A gas flame, part of normal plant operations, flares at a refinery in April 2010, now owned by Andeavor, formerly Tesoro Corp., in Anacortes. (Ted S. Warren/Associated Press file photo)

A gas flame, part of normal plant operations, flares at a refinery in April 2010, now owned by Andeavor, formerly Tesoro Corp., in Anacortes. (Ted S. Warren/Associated Press file photo)

Editorial: Cleaner fuels can drive climate change efforts

A bill in the state House would require use of cleaner-burning fuels already produced here.

By The Herald Editorial Board

Thanks to of our state’s hydropower-blessed grid, much of the electricity we use results in a relatively limited amount of carbon-dioxide and other greenhouse gases that contribute to climate change and pollute the air we breathe.

That means transportation — the cars, trucks and buses that move us and our things — are the largest source of those greenhouse gases in Washington state.

With the goal of reducing the amount of carbon and other pollutants emitted by those vehicles, much of the West Coast — California, Oregon and British Columbia — has established a “low-carbon fuel standard,” a program meant to reduce the carbon intensity of the gas and diesel that flow into our tanks.

All, except for Washington state.

That might change with legislation proposed in the House that could receive a floor vote soon. House Bill 1110 would require a reduction in greenhouse gases from gas and diesel fuels, 10 percent below 2017 levels by 2028 and 20 percent by 2035. The program would establish a trading system where deficits for carbon-intensive petroleum fuels could be offset by a range of less carbon-intensive fuels such as ethanol, bio-diesel, even used cooking oil that can be blended into petroleum fuels; hydrogen for fuel cells; and the promotion of electric vehicles and development of the roadside charging infrastructure to power them.

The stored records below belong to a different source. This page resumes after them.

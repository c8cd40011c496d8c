#[macro_use]
mod labels;

pub mod app_config;
pub mod brands;
pub mod campaigns;
pub mod config;
pub mod dashboard;
pub mod entity;
pub mod influencers;
pub mod notifications;
pub mod search;
pub mod seed;
pub mod service;
pub mod validate;

pub use app_config::{AppConfig, Environment};
pub use brands::{Brand, BrandPatch, NewBrand};
pub use campaigns::{
    resolve_brand_name, resolve_campaigns, resolve_influencer, Campaign, CampaignPatch,
    CampaignStatus, CampaignType, NewCampaign, PaymentStatus, ResolvedCampaign, UNKNOWN,
};
pub use config::{load_app_config, load_app_config_from_env};
pub use dashboard::{summarize, DashboardStats, DashboardSummary};
pub use entity::{Entity, EntityId, EntityKind};
pub use influencers::{Influencer, InfluencerPatch, InfluencerStatus, NewInfluencer, Platform};
pub use notifications::{NewNotification, Notification, NotificationKind};
pub use search::{filter, Searchable};
pub use seed::{load_seed, SeedData};
pub use service::{EntityService, ServiceError};
pub use validate::{Validate, ValidationErrors};

use thiserror::Error;

#[derive(Debug, Error)]
pub enum CoreError {
    #[error("invalid {kind}: '{value}'")]
    InvalidLabel { kind: &'static str, value: String },
}

#[derive(Debug, Error)]
pub enum ConfigError {
    #[error("invalid value for {var}: {reason}")]
    InvalidEnvVar { var: String, reason: String },

    #[error("failed to read seed file {path}: {source}")]
    SeedFileIo {
        path: String,
        #[source]
        source: std::io::Error,
    },

    #[error("failed to parse seed file: {0}")]
    SeedFileParse(#[from] serde_yaml::Error),

    #[error("seed validation failed: {0}")]
    Validation(String),
}
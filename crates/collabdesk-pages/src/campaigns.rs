use collabdesk_core::{
    resolve_campaigns, Brand, Campaign, EntityId, EntityService, Influencer, NewCampaign,
    ResolvedCampaign, Searchable, ServiceError,
};

use crate::{Modal, PageController, PageError, PageState};

/// Campaign screen: the campaign controller plus the influencer and brand
/// lists its rows and form pickers are resolved against.
pub struct CampaignPage<S> {
    page: PageController<Campaign, S>,
    influencers: Vec<Influencer>,
    brands: Vec<Brand>,
}

impl<S> std::fmt::Debug for CampaignPage<S> {
    fn fmt(&self, f: &mut std::fmt::Formatter<'_>) -> std::fmt::Result {
        f.debug_struct("CampaignPage")
            .field("page", &self.page)
            .field("influencers", &self.influencers.len())
            .field("brands", &self.brands.len())
            .finish()
    }
}

impl<S> CampaignPage<S>
where
    S: EntityService<Campaign> + EntityService<Influencer> + EntityService<Brand>,
{
    pub fn new(service: S) -> Self {
        Self {
            page: PageController::new(service),
            influencers: Vec::new(),
            brands: Vec::new(),
        }
    }

    /// The underlying campaign controller, for dialog handling and state.
    pub fn page(&self) -> &PageController<Campaign, S> {
        &self.page
    }

    pub fn influencers(&self) -> &[Influencer] {
        &self.influencers
    }

    pub fn brands(&self) -> &[Brand] {
        &self.brands
    }

    /// Loads campaigns, influencers and brands concurrently. Any failure
    /// leaves all three lists as they were.
    pub async fn mount(&mut self) {
        self.page.begin_load();
        let service = self.page.service();
        let joined = futures::try_join!(
            EntityService::<Campaign>::list(service),
            EntityService::<Influencer>::list(service),
            EntityService::<Brand>::list(service),
        );

        let campaigns = joined.map(|(campaigns, influencers, brands)| {
            self.influencers = influencers;
            self.brands = brands;
            campaigns
        });
        self.page.finish_load(campaigns);
    }

    /// # Errors
    ///
    /// See [`PageController::open_create`].
    pub fn open_create(&mut self) -> Result<(), PageError> {
        self.page.open_create()
    }

    /// # Errors
    ///
    /// See [`PageController::open_edit`].
    pub fn open_edit(&mut self, id: EntityId) -> Result<(), PageError> {
        self.page.open_edit(id)
    }

    /// # Errors
    ///
    /// See [`PageController::open_delete`].
    pub fn open_delete(&mut self, id: EntityId) -> Result<(), PageError> {
        self.page.open_delete(id)
    }

    pub fn close_modal(&mut self) {
        self.page.close_modal();
    }

    pub fn modal(&self) -> &Modal<Campaign> {
        self.page.modal()
    }

    pub fn state(&self) -> PageState {
        self.page.state()
    }

    pub fn banner(&self) -> Option<&str> {
        self.page.banner()
    }

    pub fn set_search(&mut self, term: impl Into<String>) {
        self.page.set_search(term);
    }

    /// Submits the open dialog, then reloads everything so new names show.
    ///
    /// # Errors
    ///
    /// See [`PageController::submit`].
    pub async fn submit(&mut self, form: NewCampaign) -> Result<Campaign, PageError> {
        let saved = self.page.submit(form).await?;
        self.reload_lookups().await;
        Ok(saved)
    }

    /// # Errors
    ///
    /// See [`PageController::confirm_delete`].
    pub async fn confirm_delete(&mut self) -> Result<(), PageError> {
        self.page.confirm_delete().await
    }

    /// Every loaded campaign with display names; missing references show as
    /// "Unknown".
    pub fn rows(&self) -> Vec<ResolvedCampaign> {
        resolve_campaigns(self.page.items(), &self.influencers, &self.brands)
    }

    /// Rows whose influencer or brand name matches the search term.
    pub fn visible(&self) -> Vec<ResolvedCampaign> {
        let term = self.page.search();
        self.rows()
            .into_iter()
            .filter(|row| row.matches(term))
            .collect()
    }

    async fn reload_lookups(&mut self) {
        let service = self.page.service();
        let joined: Result<_, ServiceError> = futures::try_join!(
            EntityService::<Influencer>::list(service),
            EntityService::<Brand>::list(service),
        );
        match joined {
            Ok((influencers, brands)) => {
                self.influencers = influencers;
                self.brands = brands;
            }
            Err(e) => {
                tracing::warn!(error = %e, "failed to refresh campaign lookups");
            }
        }
    }
}
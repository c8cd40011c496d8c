use axum::{extract::Request, http::HeaderValue, middleware::Next, response::Response};
use uuid::Uuid;

pub const REQUEST_ID_HEADER: &str = "x-request-id";

/// Request id carried in request extensions for handlers to echo in `meta`.
#[derive(Debug, Clone)]
pub struct RequestId(pub String);

/// Propagates the caller's `x-request-id` or assigns a fresh `UUIDv4`, and
/// sets it on the response.
pub async fn request_id(mut req: Request, next: Next) -> Response {
    let id = req
        .headers()
        .get(REQUEST_ID_HEADER)
        .and_then(|v| v.to_str().ok())
        .filter(|v| !v.trim().is_empty())
        .map_or_else(|| Uuid::new_v4().to_string(), String::from);

    tracing::debug!(
        request_id = %id,
        method = %req.method(),
        path = req.uri().path(),
        "handling request"
    );
    req.extensions_mut().insert(RequestId(id.clone()));

    let mut res = next.run(req).await;

    if let Ok(val) = HeaderValue::from_str(&id) {
        res.headers_mut().insert(REQUEST_ID_HEADER, val);
    }

    res
}
//! CRUD handlers shared by influencers, brands and campaigns.
//!
//! - `GET    /api/v1/{kind}`      list, optionally filtered by `?search=`
//! - `POST   /api/v1/{kind}`      create (201)
//! - `GET    /api/v1/{kind}/{id}` fetch one
//! - `PATCH  /api/v1/{kind}/{id}` sparse update
//! - `DELETE /api/v1/{kind}/{id}` delete (204)

use axum::{
    extract::{rejection::JsonRejection, rejection::PathRejection, Path, Query, State},
    http::StatusCode,
    Extension, Json,
};
use collabdesk_core::{Entity, EntityId, EntityService, Searchable};
use collabdesk_store::{Store, Stored};
use serde::Deserialize;

use crate::middleware::RequestId;

use super::{
    map_json_rejection, map_path_rejection, map_service_error, ApiError, ApiResponse, AppState,
};

#[derive(Debug, Default, Deserialize)]
pub(super) struct SearchParams {
    pub search: Option<String>,
}

pub(super) fn path_id(
    req_id: &RequestId,
    path: Result<Path<EntityId>, PathRejection>,
) -> Result<EntityId, ApiError> {
    path.map(|Path(id)| id)
        .map_err(|rejection| map_path_rejection(&req_id.0, &rejection))
}

pub(super) fn json_body<T>(
    req_id: &RequestId,
    body: Result<Json<T>, JsonRejection>,
) -> Result<T, ApiError> {
    body.map(|Json(value)| value)
        .map_err(|rejection| map_json_rejection(&req_id.0, &rejection))
}

/// GET /api/v1/{kind}?search=
pub(super) async fn list_records<E>(
    State(state): State<AppState>,
    Extension(req_id): Extension<RequestId>,
    Query(params): Query<SearchParams>,
) -> Result<Json<ApiResponse<Vec<E>>>, ApiError>
where
    E: Stored + Searchable,
    Store: EntityService<E>,
{
    let rows = EntityService::<E>::list(state.store.as_ref())
        .await
        .map_err(|e| map_service_error(&req_id.0, e))?;
    let term = params.search.unwrap_or_default();
    let data: Vec<E> = rows.into_iter().filter(|row| row.matches(&term)).collect();
    Ok(ApiResponse::new(data, req_id))
}

/// GET /api/v1/{kind}/{id}
pub(super) async fn get_record<E>(
    State(state): State<AppState>,
    Extension(req_id): Extension<RequestId>,
    path: Result<Path<EntityId>, PathRejection>,
) -> Result<Json<ApiResponse<E>>, ApiError>
where
    E: Stored,
{
    let id = path_id(&req_id, path)?;
    let record = state
        .store
        .get::<E>(id)
        .await
        .map_err(|e| map_service_error(&req_id.0, e.into()))?;
    Ok(ApiResponse::new(record, req_id))
}

/// POST /api/v1/{kind}
pub(super) async fn create_record<E>(
    State(state): State<AppState>,
    Extension(req_id): Extension<RequestId>,
    body: Result<Json<E::New>, JsonRejection>,
) -> Result<(StatusCode, Json<ApiResponse<E>>), ApiError>
where
    E: Stored,
    Store: EntityService<E>,
{
    let new = json_body(&req_id, body)?;
    let record = EntityService::<E>::add(state.store.as_ref(), new)
        .await
        .map_err(|e| map_service_error(&req_id.0, e))?;
    tracing::info!(kind = %E::KIND, id = record.id(), "record created");
    Ok((StatusCode::CREATED, ApiResponse::new(record, req_id)))
}

/// PATCH /api/v1/{kind}/{id}
pub(super) async fn update_record<E>(
    State(state): State<AppState>,
    Extension(req_id): Extension<RequestId>,
    path: Result<Path<EntityId>, PathRejection>,
    body: Result<Json<E::Patch>, JsonRejection>,
) -> Result<Json<ApiResponse<E>>, ApiError>
where
    E: Stored,
    Store: EntityService<E>,
{
    let id = path_id(&req_id, path)?;
    let patch = json_body(&req_id, body)?;
    let record = EntityService::<E>::update(state.store.as_ref(), id, patch)
        .await
        .map_err(|e| map_service_error(&req_id.0, e))?;
    tracing::info!(kind = %E::KIND, id, "record updated");
    Ok(ApiResponse::new(record, req_id))
}

/// DELETE /api/v1/{kind}/{id}
pub(super) async fn delete_record<E>(
    State(state): State<AppState>,
    Extension(req_id): Extension<RequestId>,
    path: Result<Path<EntityId>, PathRejection>,
) -> Result<StatusCode, ApiError>
where
    E: Stored,
    Store: EntityService<E>,
{
    let id = path_id(&req_id, path)?;
    EntityService::<E>::delete(state.store.as_ref(), id)
        .await
        .map_err(|e| map_service_error(&req_id.0, e))?;
    tracing::info!(kind = %E::KIND, id, "record deleted");
    Ok(StatusCode::NO_CONTENT)
}
use serde::{Deserialize, Serialize};

use crate::entity::{Entity, EntityId, EntityKind};
use crate::validate::{Validate, ValidationErrors};

#[derive(Debug, Clone, PartialEq, Eq, Serialize, Deserialize)]
#[serde(rename_all = "camelCase")]
pub struct Brand {
    pub id: EntityId,
    pub name: String,
    pub owner_name: String,
    pub email: String,
    pub phone: String,
    pub industry: String,
    pub logo: String,
}

#[derive(Debug, Clone, PartialEq, Eq, Serialize, Deserialize)]
#[serde(rename_all = "camelCase")]
pub struct NewBrand {
    pub name: String,
    pub owner_name: String,
    pub email: String,
    pub phone: String,
    pub industry: String,
    pub logo: String,
}

#[derive(Debug, Clone, Default, PartialEq, Eq, Serialize, Deserialize)]
#[serde(rename_all = "camelCase", default)]
pub struct BrandPatch {
    #[serde(skip_serializing_if = "Option::is_none")]
    pub name: Option<String>,
    #[serde(skip_serializing_if = "Option::is_none")]
    pub owner_name: Option<String>,
    #[serde(skip_serializing_if = "Option::is_none")]
    pub email: Option<String>,
    #[serde(skip_serializing_if = "Option::is_none")]
    pub phone: Option<String>,
    #[serde(skip_serializing_if = "Option::is_none")]
    pub industry: Option<String>,
    #[serde(skip_serializing_if = "Option::is_none")]
    pub logo: Option<String>,
}

impl From<NewBrand> for BrandPatch {
    fn from(new: NewBrand) -> Self {
        Self {
            name: Some(new.name),
            owner_name: Some(new.owner_name),
            email: Some(new.email),
            phone: Some(new.phone),
            industry: Some(new.industry),
            logo: Some(new.logo),
        }
    }
}

impl Entity for Brand {
    const KIND: EntityKind = EntityKind::Brand;

    type New = NewBrand;
    type Patch = BrandPatch;

    fn id(&self) -> EntityId {
        self.id
    }

    fn from_new(id: EntityId, new: NewBrand) -> Self {
        Self {
            id,
            name: new.name,
            owner_name: new.owner_name,
            email: new.email,
            phone: new.phone,
            industry: new.industry,
            logo: new.logo,
        }
    }

    fn apply(&mut self, patch: BrandPatch) {
        if let Some(v) = patch.name {
            self.name = v;
        }
        if let Some(v) = patch.owner_name {
            self.owner_name = v;
        }
        if let Some(v) = patch.email {
            self.email = v;
        }
        if let Some(v) = patch.phone {
            self.phone = v;
        }
        if let Some(v) = patch.industry {
            self.industry = v;
        }
        if let Some(v) = patch.logo {
            self.logo = v;
        }
    }

    fn to_new(&self) -> NewBrand {
        NewBrand {
            name: self.name.clone(),
            owner_name: self.owner_name.clone(),
            email: self.email.clone(),
            phone: self.phone.clone(),
            industry: self.industry.clone(),
            logo: self.logo.clone(),
        }
    }
}

impl Validate for NewBrand {
    fn validate(&self) -> Result<(), ValidationErrors> {
        let mut errors = ValidationErrors::new();
        errors.require("name", &self.name, "Brand name is required");
        errors.require("ownerName", &self.owner_name, "Owner name is required");
        errors.email("email", &self.email);
        errors.require("phone", &self.phone, "Phone is required");
        errors.require("industry", &self.industry, "Industry is required");
        errors.url("logo", &self.logo, "Logo URL is required");
        errors.into_result()
    }
}

impl Validate for BrandPatch {
    fn validate(&self) -> Result<(), ValidationErrors> {
        let mut errors = ValidationErrors::new();
        if let Some(ref v) = self.name {
            errors.require("name", v, "Brand name is required");
        }
        if let Some(ref v) = self.owner_name {
            errors.require("ownerName", v, "Owner name is required");
        }
        if let Some(ref v) = self.email {
            errors.email("email", v);
        }
        if let Some(ref v) = self.phone {
            errors.require("phone", v, "Phone is required");
        }
        if let Some(ref v) = self.industry {
            errors.require("industry", v, "Industry is required");
        }
        if let Some(ref v) = self.logo {
            errors.url("logo", v, "Logo URL is required");
        }
        errors.into_result()
    }
}

#[cfg(test)]
mod tests {
    use super::*;

    fn yff() -> NewBrand {
        NewBrand {
            name: "YFF (Borivali)".to_string(),
            owner_name: "Rajesh Kumar".to_string(),
            email: "rajesh@yff.com".to_string(),
            phone: "+91 11 2345 6789".to_string(),
            industry: "Food & Beverage".to_string(),
            logo: "https://images.example.com/yff.jpeg".to_string(),
        }
    }

    #[test]
    fn valid_brand_passes() {
        assert!(yff().validate().is_ok());
    }

    #[test]
    fn missing_owner_and_logo() {
        let mut form = yff();
        form.owner_name = String::new();
        form.logo = String::new();
        let errors = form.validate().unwrap_err();
        assert_eq!(errors.get("ownerName"), Some("Owner name is required"));
        assert_eq!(errors.get("logo"), Some("Logo URL is required"));
    }

    #[test]
    fn patch_with_bad_email_fails() {
        let patch = BrandPatch {
            email: Some("priya@".to_string()),
            ..Default::default()
        };
        assert_eq!(
            patch.validate().unwrap_err().get("email"),
            Some("Invalid email")
        );
    }

    #[test]
    fn deserializes_camel_case_body() {
        let body = serde_json::json!({
            "name": "Nike",
            "ownerName": "Phil",
            "email": "phil@nike.com",
            "phone": "555",
            "industry": "Apparel",
            "logo": "https://nike.com/logo.png"
        });
        let form: NewBrand = serde_json::from_value(body).expect("parse");
        assert_eq!(form.owner_name, "Phil");
    }
}
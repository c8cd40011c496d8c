//! Client-side list filtering.
//!
//! A record matches when any of its searchable fields contains the term as
//! a case-insensitive substring. An empty (or whitespace-only) term matches
//! everything.

use crate::brands::Brand;
use crate::campaigns::ResolvedCampaign;
use crate::influencers::Influencer;

pub trait Searchable {
    fn search_fields(&self) -> Vec<&str>;

    fn matches(&self, term: &str) -> bool {
        let needle = term.trim().to_lowercase();
        needle.is_empty()
            || self
                .search_fields()
                .iter()
                .any(|field| field.to_lowercase().contains(&needle))
    }
}

impl Searchable for Influencer {
    fn search_fields(&self) -> Vec<&str> {
        vec![self.name.as_str(), self.category.as_str()]
    }
}

impl Searchable for Brand {
    fn search_fields(&self) -> Vec<&str> {
        vec![self.name.as_str(), self.owner_name.as_str()]
    }
}

impl Searchable for ResolvedCampaign {
    fn search_fields(&self) -> Vec<&str> {
        vec![self.influencer_name.as_str(), self.brand_name.as_str()]
    }
}

/// Records matching `term`, in their original order.
#[must_use]
pub fn filter<'a, T: Searchable>(items: &'a [T], term: &str) -> Vec<&'a T> {
    items.iter().filter(|item| item.matches(term)).collect()
}
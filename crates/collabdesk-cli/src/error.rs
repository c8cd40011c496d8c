use thiserror::Error;

/// Failures building an [`ApiClient`](crate::client::ApiClient).
#[derive(Debug, Error)]
pub enum ClientError {
    #[error("HTTP client error: {0}")]
    Http(#[from] reqwest::Error),

    #[error("invalid API URL '{url}': {reason}")]
    InvalidBaseUrl { url: String, reason: String },
}
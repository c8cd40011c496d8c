mod campaigns;
mod dashboard;
mod notifications;
mod records;

use std::sync::Arc;

use axum::{
    extract::{rejection::JsonRejection, rejection::PathRejection, State},
    http::{header, HeaderName, Method, StatusCode},
    response::IntoResponse,
    routing::{get, post},
    Extension, Json, Router,
};
use chrono::{DateTime, Utc};
use collabdesk_core::{Brand, Campaign, Influencer, ServiceError, ValidationErrors};
use collabdesk_store::Store;
use serde::Serialize;
use tower::ServiceBuilder;
use tower_http::{cors::CorsLayer, trace::TraceLayer};

use crate::middleware::{request_id, RequestId, REQUEST_ID_HEADER};

#[derive(Clone)]
pub struct AppState {
    pub store: Arc<Store>,
}

#[derive(Debug, Serialize)]
pub struct ApiResponse<T: Serialize> {
    pub data: T,
    pub meta: ResponseMeta,
}

#[derive(Debug, Serialize)]
#[serde(rename_all = "camelCase")]
pub struct ResponseMeta {
    pub request_id: String,
    pub timestamp: DateTime<Utc>,
}

#[derive(Debug, Serialize)]
pub struct ApiError {
    pub error: ErrorBody,
    pub meta: ResponseMeta,
}

#[derive(Debug, Serialize)]
pub struct ErrorBody {
    pub code: String,
    pub message: String,
    /// Per-field messages for `validation_error`.
    #[serde(skip_serializing_if = "Option::is_none")]
    pub fields: Option<ValidationErrors>,
}

#[derive(Debug, Serialize, PartialEq, Eq)]
struct HealthData {
    status: &'static str,
    influencers: usize,
    brands: usize,
    campaigns: usize,
    notifications: usize,
}

impl ResponseMeta {
    pub(super) fn new(request_id: String) -> Self {
        Self {
            request_id,
            timestamp: Utc::now(),
        }
    }
}

impl<T: Serialize> ApiResponse<T> {
    pub(super) fn new(data: T, req_id: RequestId) -> Json<Self> {
        Json(Self {
            data,
            meta: ResponseMeta::new(req_id.0),
        })
    }
}

impl ApiError {
    pub fn new(
        request_id: impl Into<String>,
        code: impl Into<String>,
        message: impl Into<String>,
    ) -> Self {
        Self {
            error: ErrorBody {
                code: code.into(),
                message: message.into(),
                fields: None,
            },
            meta: ResponseMeta::new(request_id.into()),
        }
    }

    #[must_use]
    pub fn with_fields(mut self, fields: ValidationErrors) -> Self {
        self.error.fields = Some(fields);
        self
    }
}

impl IntoResponse for ApiError {
    fn into_response(self) -> axum::response::Response {
        let status = match self.error.code.as_str() {
            "not_found" => StatusCode::NOT_FOUND,
            "bad_request" => StatusCode::BAD_REQUEST,
            "validation_error" => StatusCode::UNPROCESSABLE_ENTITY,
            "conflict" => StatusCode::CONFLICT,
            "unavailable" => StatusCode::SERVICE_UNAVAILABLE,
            _ => StatusCode::INTERNAL_SERVER_ERROR,
        };
        (status, Json(self)).into_response()
    }
}

pub(super) fn map_service_error(request_id: &str, error: ServiceError) -> ApiError {
    match error {
        ServiceError::NotFound { .. } => ApiError::new(request_id, "not_found", error.to_string()),
        ServiceError::Validation(fields) => {
            ApiError::new(request_id, "validation_error", "validation failed").with_fields(fields)
        }
        ServiceError::DanglingReference { .. } => {
            ApiError::new(request_id, "conflict", error.to_string())
        }
        ServiceError::Unavailable(_) => {
            tracing::error!(error = %error, "backing service unavailable");
            ApiError::new(request_id, "unavailable", error.to_string())
        }
        ServiceError::Timeout => {
            tracing::error!("backing service timed out");
            ApiError::new(request_id, "internal_error", error.to_string())
        }
    }
}

/// Well-formed JSON that does not fit the record is a field-level validation
/// failure (422); anything else about the body is a 400.
pub(super) fn map_json_rejection(request_id: &str, rejection: &JsonRejection) -> ApiError {
    match rejection {
        JsonRejection::JsonDataError(e) => {
            ApiError::new(request_id, "validation_error", "validation failed")
                .with_fields(data_error_fields(&e.body_text()))
        }
        _ => ApiError::new(request_id, "bad_request", rejection.body_text()),
    }
}

/// Splits a deserialization message ("`{path}: {reason} at line ..`") into a
/// field entry. Errors without a path land under `form`, except a missing
/// field, which is keyed by its own name.
fn data_error_fields(text: &str) -> ValidationErrors {
    let detail = text
        .split_once("target type: ")
        .map_or(text, |(_, detail)| detail);
    let detail = detail
        .rsplit_once(" at line ")
        .map_or(detail, |(head, _)| head);

    let (field, message) = match detail.split_once(": ") {
        Some((path, reason)) if !path.is_empty() && path != "." && !path.contains(' ') => {
            (path, reason)
        }
        _ => {
            let missing = detail
                .strip_prefix("missing field `")
                .and_then(|rest| rest.split_once('`'))
                .map(|(name, _)| name);
            (missing.unwrap_or("form"), detail)
        }
    };

    let mut fields = ValidationErrors::new();
    fields.add(field, message);
    fields
}

pub(super) fn map_path_rejection(request_id: &str, rejection: &PathRejection) -> ApiError {
    ApiError::new(request_id, "bad_request", rejection.body_text())
}

fn build_cors() -> CorsLayer {
    CorsLayer::new()
        .allow_origin(tower_http::cors::Any)
        .allow_methods([Method::GET, Method::POST, Method::PATCH, Method::DELETE])
        .allow_headers([header::CONTENT_TYPE, HeaderName::from_static(REQUEST_ID_HEADER)])
}

fn entity_router() -> Router<AppState> {
    Router::new()
        .route(
            "/api/v1/influencers",
            get(records::list_records::<Influencer>).post(records::create_record::<Influencer>),
        )
        .route(
            "/api/v1/influencers/{id}",
            get(records::get_record::<Influencer>)
                .patch(records::update_record::<Influencer>)
                .delete(records::delete_record::<Influencer>),
        )
        .route(
            "/api/v1/brands",
            get(records::list_records::<Brand>).post(records::create_record::<Brand>),
        )
        .route(
            "/api/v1/brands/{id}",
            get(records::get_record::<Brand>)
                .patch(records::update_record::<Brand>)
                .delete(records::delete_record::<Brand>),
        )
        .route(
            "/api/v1/campaigns",
            get(campaigns::list_campaigns).post(records::create_record::<Campaign>),
        )
        .route("/api/v1/campaigns/overview", get(campaigns::campaign_overview))
        .route(
            "/api/v1/campaigns/{id}",
            get(records::get_record::<Campaign>)
                .patch(records::update_record::<Campaign>)
                .delete(records::delete_record::<Campaign>),
        )
}

pub fn build_app(state: AppState) -> Router {
    Router::new()
        .route("/api/v1/health", get(health))
        .merge(entity_router())
        .route("/api/v1/dashboard", get(dashboard::get_dashboard))
        .route("/api/v1/notifications", get(notifications::list_notifications))
        .route(
            "/api/v1/notifications/read-all",
            post(notifications::mark_all_read),
        )
        .route(
            "/api/v1/notifications/{id}/read",
            post(notifications::mark_read),
        )
        .layer(
            ServiceBuilder::new()
                .layer(TraceLayer::new_for_http())
                .layer(build_cors())
                .layer(axum::middleware::from_fn(request_id)),
        )
        .with_state(state)
}

async fn health(
    State(state): State<AppState>,
    Extension(req_id): Extension<RequestId>,
) -> impl IntoResponse {
    let counts = state.store.counts().await;
    ApiResponse::new(
        HealthData {
            status: "ok",
            influencers: counts.influencers,
            brands: counts.brands,
            campaigns: counts.campaigns,
            notifications: counts.notifications,
        },
        req_id,
    )
}

#[cfg(test)]
#[path = "api_test.rs"]
mod tests;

The legislation is opposed by groups such as the Western States Petroleum Association, which represents refineries and others in the state’s petroleum industry, considering it too costly and regressive because it would add to the price of gas and diesel, and less cost-effective in reducing greenhouse gases than other options, such as placing a price on carbon.

Opponents have pointed to a recent report by the California Energy Commission that its low-carbon fuel standard has added nearly 17 cents to the price of a gallon of gas. That state’s Legislative Analyst’s Office estimates that will rise to 41 cents by 2030.

But, as the car ads tell us, our mileage may vary.

Supporters of the legislation, among them Climate Solutions, Audubon Washington and the Union of Concerned Scientists, don’t dispute that the standards have increased fuel prices but respond that those costs, along with volatility in the low-carbon fuels market, should subside as clean fuels technology advances. Washington, where many of these fuels already are being produced, should now be benefiting from their production in terms of reduced carbon emissions and other pollutants.

WSPA and others contend that the technology, in particularly the production of ethanol from cellulose — from corn stalks rather than the grain, and other agricultural and wood wastes — hasn’t advanced as quickly as first expected. Supporters counter that, even so, the legislation is flexible and broad enough in the eligible sources of fuels to allow for the production needed to support the program. Washington’s addition to the low-carbon standard, they argue, could further development of those technologies.

It also could help support efforts that would lower the costs of electric vehicles and build out the infrastructure of charging stations that will make plug-in electric cars a viable transportation option for more drivers.

To the contention that carbon pricing — either a cap-and-trade program or a carbon tax — would be more cost-effective, that, too, is true. But, as concerns grow over climate change, the right course isn’t a matter of choosing between the two but using both a clean-fuels standard and carbon pricing to advance the reduction of those emissions.

California, along with its low-carbon fuel standard, also uses a cap-and-trade system. Oregon’s legislature is considering a cap-and-trade program this year. And British Columbia uses both its clean-fuel program and a carbon tax.

Even as the fuel-efficiency of our vehicles has improved in recent years — standards that the Trump administration and the auto industry now want to scale back — the amount of carbon emitted by the extraction and production of petroleum fuels has actually increased. The Union of Concerned Scientists, in its 2016 report on clean fuels, notes an increased reliance in extracting petroleum from Canada’s tar sands and through fracking, which use processes that are heavily carbon-intensive on their own, can produce up to five times the amount of carbon as a conventional barrel of crude.

We’re losing ground — or rather breathable air — with the increase in carbon emissions from every barrel of fuel produced from those dirtier sources of petroleum.

There’s public support for a clean-fuels standard. A poll taken shortly after the November defeat of I-1631 found 54 percent support a low-carbon fuel program; and 50 percent support even among those who considered I-1631’s carbon fee as flawed.

Washington state now needs to join the rest of the West Coast in encouraging the development of cleaner-burning fuels and electric transportation. It likely will mean an increased cost at the pump for most vehicle owners, but the costs have been there all along; we’ve just been paying for inexpensive gas through a loss of life and health caused by respiratory diseases and from the worsening effects of climate change.